(RECORDS TO PROCESS Opens)

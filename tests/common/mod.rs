#![allow(dead_code)]

use std::sync::Arc;

use facet_lists::backend::{
    DatasourceDescriptor, FacetDescriptor, IndexDescriptor, IndexField, IndexedDocument,
    MemoryBackend, ProcessorDescriptor,
};
use facet_lists::config::EngineSettings;
use facet_lists::contextual::ContextualFilterResolver;
use facet_lists::entity::{Entity, FieldDefinition, FieldItem, StaticSchema, VocabularyKind};
use facet_lists::execution::ListExecutionEngine;
use facet_lists::filter::Operator;
use facet_lists::hierarchy::{HierarchyBackends, Term, TermTree};
use facet_lists::mapping::{FieldMappingConfig, FieldNameMapper};
use facet_lists::plugins::PluginRegistry;
use facet_lists::source::{CatalogueService, IndexRepository, ListSource};
use facet_lists::types::FilterValue;

pub const INDEX: &str = "content";
pub const ARTICLE_SOURCE: &str = "list_source:node:article";
pub const PAGE_SOURCE: &str = "list_source:node:page";
pub const LANGUAGE_FIELD: &str = "language_with_fallback";

pub fn field(id: &str, data_type: &str, property_path: &str) -> IndexField {
    IndexField {
        id: id.to_string(),
        label: id.to_string(),
        data_type: data_type.to_string(),
        property_path: property_path.to_string(),
    }
}

pub fn index() -> IndexDescriptor {
    let mut index = IndexDescriptor::new(INDEX)
        .with_datasource(DatasourceDescriptor {
            entity_type: "node".to_string(),
            bundles: vec!["article".to_string(), "page".to_string()],
            bundle_key: Some("type".to_string()),
        })
        .with_field(field("type", "string", "type"))
        .with_field(field("topic", "integer", "field_topic"))
        .with_field(field("tags", "string", "field_tags"))
        .with_field(field("created", "date", "created"))
        .with_field(field("parents", "string", "topic_parents"))
        .with_processor(ProcessorDescriptor {
            id: "topic_parents".to_string(),
            stages: vec!["add_properties".to_string()],
            property_paths: vec!["topic_parents".to_string()],
        });
    index.language_fallback_field = Some(LANGUAGE_FIELD.to_string());
    index
}

pub fn facets() -> Vec<FacetDescriptor> {
    vec![
        FacetDescriptor::new("topic", "topic", ARTICLE_SOURCE)
            .with_label("Topic")
            .with_hierarchy(),
        FacetDescriptor::new("tags", "tags", ARTICLE_SOURCE)
            .with_label("Tags")
            .with_query_operator(Operator::And),
        FacetDescriptor::new("created", "created", ARTICLE_SOURCE).with_label("Created"),
        FacetDescriptor::new("parents", "parents", ARTICLE_SOURCE).with_label("Parents"),
        FacetDescriptor::new("page_tags", "tags", PAGE_SOURCE).with_label("Tags"),
    ]
}

pub fn schema() -> StaticSchema {
    StaticSchema::new(vec![
        FieldDefinition::base("node", "created", "created"),
        FieldDefinition::bundle("node", "article", "field_topic", "entity_reference")
            .with_vocabulary(VocabularyKind::TermTree),
        FieldDefinition::bundle("node", "article", "field_tags", "list_string")
            .with_allowed_value("red", "Red")
            .with_allowed_value("blue", "Blue"),
        FieldDefinition::bundle("node", "page", "field_subject", "entity_reference"),
        FieldDefinition::bundle("node", "page", "field_tags", "list_string"),
    ])
}

/// 1 -> 2 -> 3, and a separate root 4.
pub fn terms() -> TermTree {
    TermTree::new(vec![
        Term { id: "1".into(), parent: None, weight: 0 },
        Term { id: "2".into(), parent: Some("1".into()), weight: 0 },
        Term { id: "3".into(), parent: Some("2".into()), weight: 0 },
        Term { id: "4".into(), parent: None, weight: 0 },
    ])
}

pub struct FixtureRepository {
    pub indexes: Vec<IndexDescriptor>,
    pub facets: Vec<FacetDescriptor>,
}

impl IndexRepository for FixtureRepository {
    fn indexes(&self) -> Vec<IndexDescriptor> {
        self.indexes.clone()
    }

    fn facets(&self) -> Vec<FacetDescriptor> {
        self.facets.clone()
    }
}

pub fn catalogue() -> Arc<CatalogueService> {
    Arc::new(CatalogueService::new(Arc::new(FixtureRepository {
        indexes: vec![index()],
        facets: facets(),
    })))
}

pub fn article_source() -> Arc<ListSource> {
    catalogue()
        .get("node", "article")
        .expect("article list source")
}

pub fn strings(values: &[&str]) -> Vec<FilterValue> {
    values.iter().map(|v| FilterValue::from(*v)).collect()
}

pub fn ints(values: &[i64]) -> Vec<FilterValue> {
    values.iter().map(|v| FilterValue::from(*v)).collect()
}

pub fn article(id: &str, topic: &[i64], tags: &[&str]) -> IndexedDocument {
    IndexedDocument::new("node", id)
        .with_values("type", strings(&["article"]))
        .with_values("topic", ints(topic))
        .with_values("tags", strings(tags))
        .with_values("created", strings(&[&format!("2024-01-0{id}")]))
        .with_values(LANGUAGE_FIELD, strings(&["en"]))
        .with_language("en")
}

pub fn backend() -> MemoryBackend {
    let mut backend = MemoryBackend::new().with_facets(facets());
    backend.index(INDEX, article("1", &[1], &["red"]));
    backend.index(INDEX, article("2", &[2], &["red", "blue"]));
    backend.index(INDEX, article("3", &[3], &["blue"]));
    backend.index(INDEX, article("4", &[4], &["red", "blue", "green"]));
    backend.index(
        INDEX,
        IndexedDocument::new("node", "9")
            .with_values("type", strings(&["page"]))
            .with_values("tags", strings(&["red"])),
    );
    backend
}

pub fn resolver() -> ContextualFilterResolver {
    let mapper = FieldNameMapper::new(FieldMappingConfig::new().with_alias("field_topic", "field_subject"));
    ContextualFilterResolver::new(Arc::new(schema()), PluginRegistry::with_defaults(), mapper)
        .with_hierarchies(HierarchyBackends::new().with(VocabularyKind::TermTree, terms().into_hierarchy()))
}

pub fn engine_with(backend: MemoryBackend, settings: EngineSettings) -> ListExecutionEngine<MemoryBackend> {
    ListExecutionEngine::new(catalogue(), resolver(), backend, settings)
}

pub fn engine() -> ListExecutionEngine<MemoryBackend> {
    engine_with(backend(), EngineSettings::default())
}

pub fn reference(ids: &[i64]) -> Vec<FieldItem> {
    ids.iter().map(|id| FieldItem::with("target_id", *id)).collect()
}

/// An article node used as context, tagged with topic 2.
pub fn context_article() -> Entity {
    Entity::new("node", "article", "2")
        .with_label("Context article")
        .with_field("field_topic", reference(&[2]))
        .with_field("field_tags", vec![FieldItem::with("value", "blue")])
}
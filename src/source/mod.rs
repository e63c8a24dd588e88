pub mod catalogue;
pub mod list_source;
pub mod options;

pub use catalogue::{CatalogueService, IndexRepository, ListSourceCatalogue};
pub use list_source::ListSource;
pub use options::{ConfigurationError, QueryOptions, DEFAULT_LIMIT};
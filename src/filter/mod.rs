pub mod preset;
pub mod set;

pub use preset::{ContextualFilter, FilterSource, Operator, PresetFilter};
pub use set::PresetFilterSet;
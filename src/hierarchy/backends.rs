use std::collections::BTreeMap;
use std::sync::Arc;

use serde::{Deserialize, Serialize};

use crate::hierarchy::expander::{Hierarchy, HierarchyExpander};

/// A taxonomy term with an optional parent.
#[derive(Debug, Clone, PartialEq, Eq, Serialize, Deserialize)]
pub struct Term {
    pub id: String,
    #[serde(default)]
    pub parent: Option<String>,
    #[serde(default)]
    pub weight: i32,
}

/// Terms stored with parent links; children are derived from the table.
#[derive(Debug, Clone, Default)]
pub struct TermTree {
    terms: BTreeMap<String, Term>,
}

impl TermTree {
    pub fn new(terms: impl IntoIterator<Item = Term>) -> Self {
        Self {
            terms: terms.into_iter().map(|t| (t.id.clone(), t)).collect(),
        }
    }

    pub fn load(&self, id: &str) -> Option<Term> {
        self.terms.get(id).cloned()
    }

    /// Direct children ordered by weight, then id.
    pub fn children_of(&self, term: &Term) -> Vec<Term> {
        let mut children: Vec<Term> = self
            .terms
            .values()
            .filter(|t| t.parent.as_deref() == Some(term.id.as_str()))
            .cloned()
            .collect();
        children.sort_by(|a, b| a.weight.cmp(&b.weight).then_with(|| a.id.cmp(&b.id)));
        children
    }

    pub fn into_hierarchy(self) -> Arc<dyn Hierarchy> {
        let store = Arc::new(self);
        let load_store = Arc::clone(&store);
        let child_store = store;

        Arc::new(HierarchyExpander::new(
            move |id: &str| load_store.load(id),
            move |term: &Term| child_store.children_of(term),
            |term: &Term| term.id.clone(),
        ))
    }
}

/// A concept with explicit narrower links.
#[derive(Debug, Clone, PartialEq, Eq, Serialize, Deserialize)]
pub struct Concept {
    pub id: String,
    #[serde(default)]
    pub narrower: Vec<String>,
}

#[derive(Debug, Clone, Default)]
pub struct ConceptScheme {
    concepts: BTreeMap<String, Concept>,
}

impl ConceptScheme {
    pub fn new(concepts: impl IntoIterator<Item = Concept>) -> Self {
        Self {
            concepts: concepts.into_iter().map(|c| (c.id.clone(), c)).collect(),
        }
    }

    pub fn load(&self, id: &str) -> Option<Concept> {
        self.concepts.get(id).cloned()
    }

    /// Narrower concepts in declaration order; dangling links are dropped.
    pub fn children_of(&self, concept: &Concept) -> Vec<Concept> {
        concept
            .narrower
            .iter()
            .filter_map(|id| self.load(id))
            .collect()
    }

    pub fn into_hierarchy(self) -> Arc<dyn Hierarchy> {
        let store = Arc::new(self);
        let load_store = Arc::clone(&store);
        let child_store = store;

        Arc::new(HierarchyExpander::new(
            move |id: &str| load_store.load(id),
            move |concept: &Concept| child_store.children_of(concept),
            |concept: &Concept| concept.id.clone(),
        ))
    }
}
use std::collections::BTreeMap;
use std::sync::{Arc, RwLock};

use tracing::{info, warn};

use crate::backend::{FacetDescriptor, IndexDescriptor};
use crate::source::list_source::ListSource;
use crate::types::SearchId;

/// Supplies the search configuration the catalogue is built from.
pub trait IndexRepository: Send + Sync {
    /// Every index; disabled ones are skipped by the catalogue.
    fn indexes(&self) -> Vec<IndexDescriptor>;

    fn facets(&self) -> Vec<FacetDescriptor>;

    /// All bundles of `entity_type`, used when a datasource selects none explicitly.
    fn bundles(&self, entity_type: &str) -> Vec<String> {
        let _ = entity_type;
        Vec::new()
    }
}

/// Immutable snapshot of every list source.
#[derive(Debug, Default)]
pub struct ListSourceCatalogue {
    by_bundle: BTreeMap<(String, String), Arc<ListSource>>,
}

impl ListSourceCatalogue {
    pub fn build(repository: &dyn IndexRepository) -> Self {
        let mut indexes = repository.indexes();
        indexes.sort_by(|a, b| a.id.cmp(&b.id));
        let facets = repository.facets();

        let mut by_bundle: BTreeMap<(String, String), Arc<ListSource>> = BTreeMap::new();

        for index in indexes.into_iter().filter(|i| i.enabled) {
            let index = Arc::new(index);

            for datasource in &index.datasources {
                let bundles = match (&datasource.bundle_key, datasource.bundles.is_empty()) {
                    (None, _) => vec![datasource.entity_type.clone()],
                    (Some(_), false) => datasource.bundles.clone(),
                    (Some(_), true) => repository.bundles(&datasource.entity_type),
                };

                for bundle in bundles {
                    let key = (datasource.entity_type.clone(), bundle.clone());
                    if let Some(existing) = by_bundle.get(&key) {
                        warn!(
                            entity_type = %datasource.entity_type,
                            bundle = %bundle,
                            kept = %existing.index().id,
                            skipped = %index.id,
                            "bundle indexed twice, keeping first index"
                        );
                        continue;
                    }

                    let source = ListSource::new(
                        datasource.entity_type.clone(),
                        bundle,
                        datasource.bundle_key.clone(),
                        Arc::clone(&index),
                    )
                    .with_facets(&facets);
                    by_bundle.insert(key, Arc::new(source));
                }
            }
        }

        info!(list_sources = by_bundle.len(), "built list source catalogue");

        Self { by_bundle }
    }

    pub fn get(&self, entity_type: &str, bundle: &str) -> Option<Arc<ListSource>> {
        self.by_bundle
            .get(&(entity_type.to_string(), bundle.to_string()))
            .cloned()
    }

    pub fn by_search_id(&self, search_id: &SearchId) -> Option<Arc<ListSource>> {
        self.by_bundle
            .values()
            .find(|s| s.search_id() == search_id)
            .cloned()
    }

    pub fn list_sources(&self) -> impl Iterator<Item = &Arc<ListSource>> {
        self.by_bundle.values()
    }

    pub fn len(&self) -> usize {
        self.by_bundle.len()
    }

    pub fn is_empty(&self) -> bool {
        self.by_bundle.is_empty()
    }
}

/// Long-lived owner of the current catalogue snapshot.
///
/// Readers clone the `Arc` and never observe a partially rebuilt catalogue.
/// Reads are not lock-free: each takes the read lock for the length of an
/// `Arc` clone. Only the first build runs under the write lock; `rebuild`
/// builds outside it and holds the write lock just for the pointer swap.
pub struct CatalogueService {
    repository: Arc<dyn IndexRepository>,
    snapshot: RwLock<Option<Arc<ListSourceCatalogue>>>,
}

impl CatalogueService {
    pub fn new(repository: Arc<dyn IndexRepository>) -> Self {
        Self {
            repository,
            snapshot: RwLock::new(None),
        }
    }

    /// Current snapshot, built on first access.
    pub fn snapshot(&self) -> Arc<ListSourceCatalogue> {
        {
            let guard = self.snapshot.read().unwrap_or_else(|e| e.into_inner());
            if let Some(catalogue) = guard.as_ref() {
                return Arc::clone(catalogue);
            }
        }

        let mut guard = self.snapshot.write().unwrap_or_else(|e| e.into_inner());
        // Another reader may have built it while we waited for the write lock.
        if let Some(catalogue) = guard.as_ref() {
            return Arc::clone(catalogue);
        }
        let catalogue = Arc::new(ListSourceCatalogue::build(self.repository.as_ref()));
        *guard = Some(Arc::clone(&catalogue));
        catalogue
    }

    /// Build a fresh snapshot and swap it in whole.
    pub fn rebuild(&self) -> Arc<ListSourceCatalogue> {
        let catalogue = Arc::new(ListSourceCatalogue::build(self.repository.as_ref()));
        let mut guard = self.snapshot.write().unwrap_or_else(|e| e.into_inner());
        *guard = Some(Arc::clone(&catalogue));
        catalogue
    }

    /// Index configuration changed: replace the snapshot.
    pub fn on_index_changed(&self) {
        self.rebuild();
    }

    pub fn get(&self, entity_type: &str, bundle: &str) -> Option<Arc<ListSource>> {
        self.snapshot().get(entity_type, bundle)
    }
}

(RECORDS TO PROCESS Closes)

Among the lines of the data, some may contain the string "from"; report how many, and nothing more.

4